- _Task details_: Word for word, restate all of the records.

___ Records supplied ___

//! # vireo
//!
//! A small HTTP router on hyper: method + path routing with `:named` and `*`
//! wildcard segments, an ordered middleware chain, and content negotiation
//! through typed handler results. The [`app`] module is the demo server
//! built on it.
//!
//! - Radix-tree routing via [`matchit`]; literal > named > wildcard
//! - Middleware: first registered is outermost, any layer may short-circuit
//! - One error type, mapped to responses at a single boundary
//! - Graceful shutdown on SIGTERM or Ctrl-C, draining in-flight requests
//!
//! ## Quick start
//!
//! ```rust,no_run
//! use vireo::{Context, Error, Json, Router, Server};
//!
//! #[derive(serde::Serialize, serde::Deserialize)]
//! struct User { name: String, email: String }
//!
//! #[tokio::main]
//! async fn main() -> Result<(), Error> {
//!     let app = Router::new()
//!         .with(vireo::middleware::trace())
//!         .get("/users/:id", get_user)
//!         .get("/bind/users/:name/:email", bind_user);
//!
//!     Server::bind(([0, 0, 0, 0], 3000).into()).serve(app).await
//! }
//!
//! async fn get_user(ctx: Context) -> String {
//!     ctx.param("id").unwrap_or_default().to_owned()
//! }
//!
//! async fn bind_user(ctx: Context) -> Result<Json<User>, Error> {
//!     Ok(Json(ctx.bind()?))
//! }
//! ```

mod context;
mod cookie;
mod error;
mod fs;
mod handler;
mod method;
mod pattern;
mod render;
mod response;
mod router;
mod server;

pub mod app;
pub mod config;
pub mod logging;
pub mod middleware;

pub use context::Context;
pub use cookie::Cookie;
pub use error::{Error, ErrorHandler, default_handler};
pub use handler::{BoxFuture, Handler};
pub use method::Method;
pub use middleware::{Middleware, Next};
pub use render::{Html, Json, Output, Redirect, Renderer, Template, Xml};
pub use response::{ContentType, Responder, Response, ResponseBuilder};
pub use router::{Resolved, Router, Routes};
pub use server::Server;

pub use http::StatusCode;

___

- _Completed task_:
//! # vireo
//!
//! A small HTTP router on hyper: method + path routing with `:named` and `*`
//! wildcard segments, an ordered middleware chain, and content negotiation
//! through typed handler results. The [`app`] module is the demo server
//! built on it.
//!
//! - Radix-tree routing via [`matchit`]; literal > named > wildcard
//! - Middleware: first registered is outermost, any layer may short-circuit
//! - One error type, mapped to responses at a single boundary
//! - Graceful shutdown on SIGTERM or Ctrl-C, draining in-flight requests
//!
//! ## Quick start
//!
//! ```rust,no_run
//! use vireo::{Context, Error, Json, Router, Server};
//!
//! #[derive(serde::Serialize, serde::Deserialize)]
//! struct User { name: String, email: String }
//!
//! #[tokio::main]
//! async fn main() -> Result<(), Error> {
//!     let app = Router::new()
//!         .with(vireo::middleware::trace())
//!         .get("/users/:id", get_user)
//!         .get("/bind/users/:name/:email", bind_user);
//!
//!     Server::bind(([0, 0, 0, 0], 3000).into()).serve(app).await
//! }
//!
//! async fn get_user(ctx: Context) -> String {
//!     ctx.param("id").unwrap_or_default().to_owned()
//! }
//!
//! async fn bind_user(ctx: Context) -> Result<Json<User>, Error> {
//!     Ok(Json(ctx.bind()?))
//! }
//! ```

mod context;
mod cookie;
mod error;
mod fs;
mod handler;
mod method;
mod pattern;
mod render;
mod response;
mod router;
mod server;

pub mod app;
pub mod config;
pub mod logging;
pub mod middleware;

pub use context::Context;
pub use cookie::Cookie;
pub use error::{Error, ErrorHandler, default_handler};
pub use handler::{BoxFuture, Handler};
pub use method::Method;
pub use middleware::{Middleware, Next};
pub use render::{Html, Json, Output, Redirect, Renderer, Template, Xml};
pub use response::{ContentType, Responder, Response, ResponseBuilder};
pub use router::{Resolved, Router, Routes};
pub use server::Server;

pub use http::StatusCode;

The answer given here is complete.